L’intesa, sottoscritta dal Direttore dell’OPR e dal Comandante Regionale della Guardia di Finanza, rappresenta un passo strategico per tutelare gli interessi economici e finanziari pubblici nella gestione dei fondi comunitari, del cofinanziamento nazionale e delle risorse della Regione. Un impegno condiviso che risponde all’esigenza crescente di trasparenza, controllo e correttezza nell’attuazione della Politica agricola comune.
Un nuovo fronte comune contro frodi e illeciti
Il protocollo introduce una collaborazione strutturata tra i due enti, fondata su scambio informativo tempestivo, sinergie operative e azioni coordinate nei rispettivi ambiti istituzionali. Un modello di cooperazione che punta ad anticipare e intercettare eventuali condotte illecite, orientando in modo più efficace ogni intervento di prevenzione e contrasto alle frodi.

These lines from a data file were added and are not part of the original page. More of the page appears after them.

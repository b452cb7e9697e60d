//! Advent of Code solver framework
//!
//! Solvers are plain types implementing [`AocParser`] plus one
//! [`PartSolver<N>`] per part. `#[derive(AocSolver)]` turns those into a
//! [`Solver`] and `#[derive(AutoRegisterSolver)]` submits it to a global
//! plugin list that [`RegistryBuilder::register_all_plugins`] picks up.
//!
//! ```
//! use aoc_solver::{AocParser, AocSolver, ParseError, PartSolver, RegistryBuilder, SolveError};
//!
//! #[derive(AocSolver)]
//! #[aoc_solver(max_parts = 2)]
//! struct Floors;
//!
//! impl AocParser for Floors {
//!     type SharedData<'a> = &'a str;
//!
//!     fn parse(input: &str) -> Result<Self::SharedData<'_>, ParseError> {
//!         Ok(input.trim())
//!     }
//! }
//!
//! impl PartSolver<1> for Floors {
//!     fn solve(shared: &mut Self::SharedData<'_>) -> Result<String, SolveError> {
//!         let floor: i64 = shared.chars().map(|c| if c == '(' { 1 } else { -1 }).sum();
//!         Ok(floor.to_string())
//!     }
//! }
//!
//! impl PartSolver<2> for Floors {
//!     fn solve(shared: &mut Self::SharedData<'_>) -> Result<String, SolveError> {
//!         Ok(shared.len().to_string())
//!     }
//! }
//!
//! let mut builder = RegistryBuilder::new();
//! aoc_solver::register_solver!(builder, Floors, 2015, 1);
//! let registry = builder.build();
//!
//! let mut solver = registry.create_solver(2015, 1, "(()(").unwrap();
//! assert_eq!(solver.solve(1).unwrap().answer, "2");
//! assert_eq!(solver.solve(2).unwrap().answer, "4");
//! ```

mod error;
mod instance;
mod registry;
mod solver;

pub use error::{ParseError, RegistrationError, SolveError, SolverError};
pub use instance::{DynSolver, SolveResult, SolverInstance};
pub use registry::{
    create_instance, FactoryInfo, RegisterableSolver, RegistryBuilder, SolverFactory,
    SolverPlugin, SolverRegistry, BASE_YEAR, CAPACITY, DAYS_PER_YEAR, MAX_YEARS,
};
pub use solver::{AocParser, PartSolver, Solver, SolverExt};

// Used by the code generated from `AutoRegisterSolver`
pub use inventory;

pub use aoc_solver_macros::{AocSolver, AutoRegisterSolver};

L’obiettivo è duplice: proteggere l’utilizzo corretto dei fondi europei e garantire che ogni risorsa investita generi un reale valore per il territorio, sostenendo sviluppo agricolo, innovazione e competitività.
Legalità e trasparenza come leve per lo sviluppo regionale
Il nuovo accordo rafforza la fiducia degli agricoltori e della collettività nel sistema pubblico, confermando l’impegno della Regione Friuli Venezia Giulia a garantire una gestione trasparente e responsabile dei fondi della PAC. La legalità diventa così un elemento centrale per lo sviluppo sostenibile: ogni euro impiegato in modo corretto contribuisce a rendere più solida l’agricoltura regionale e più efficace l’intera strategia territoriale.
L’intesa tra OPR FVG e Guardia di Finanza segna quindi un passaggio decisivo verso una governance più sicura, moderna e orientata al bene comune, rafforzando il presidio istituzionale contro ogni possibile abuso.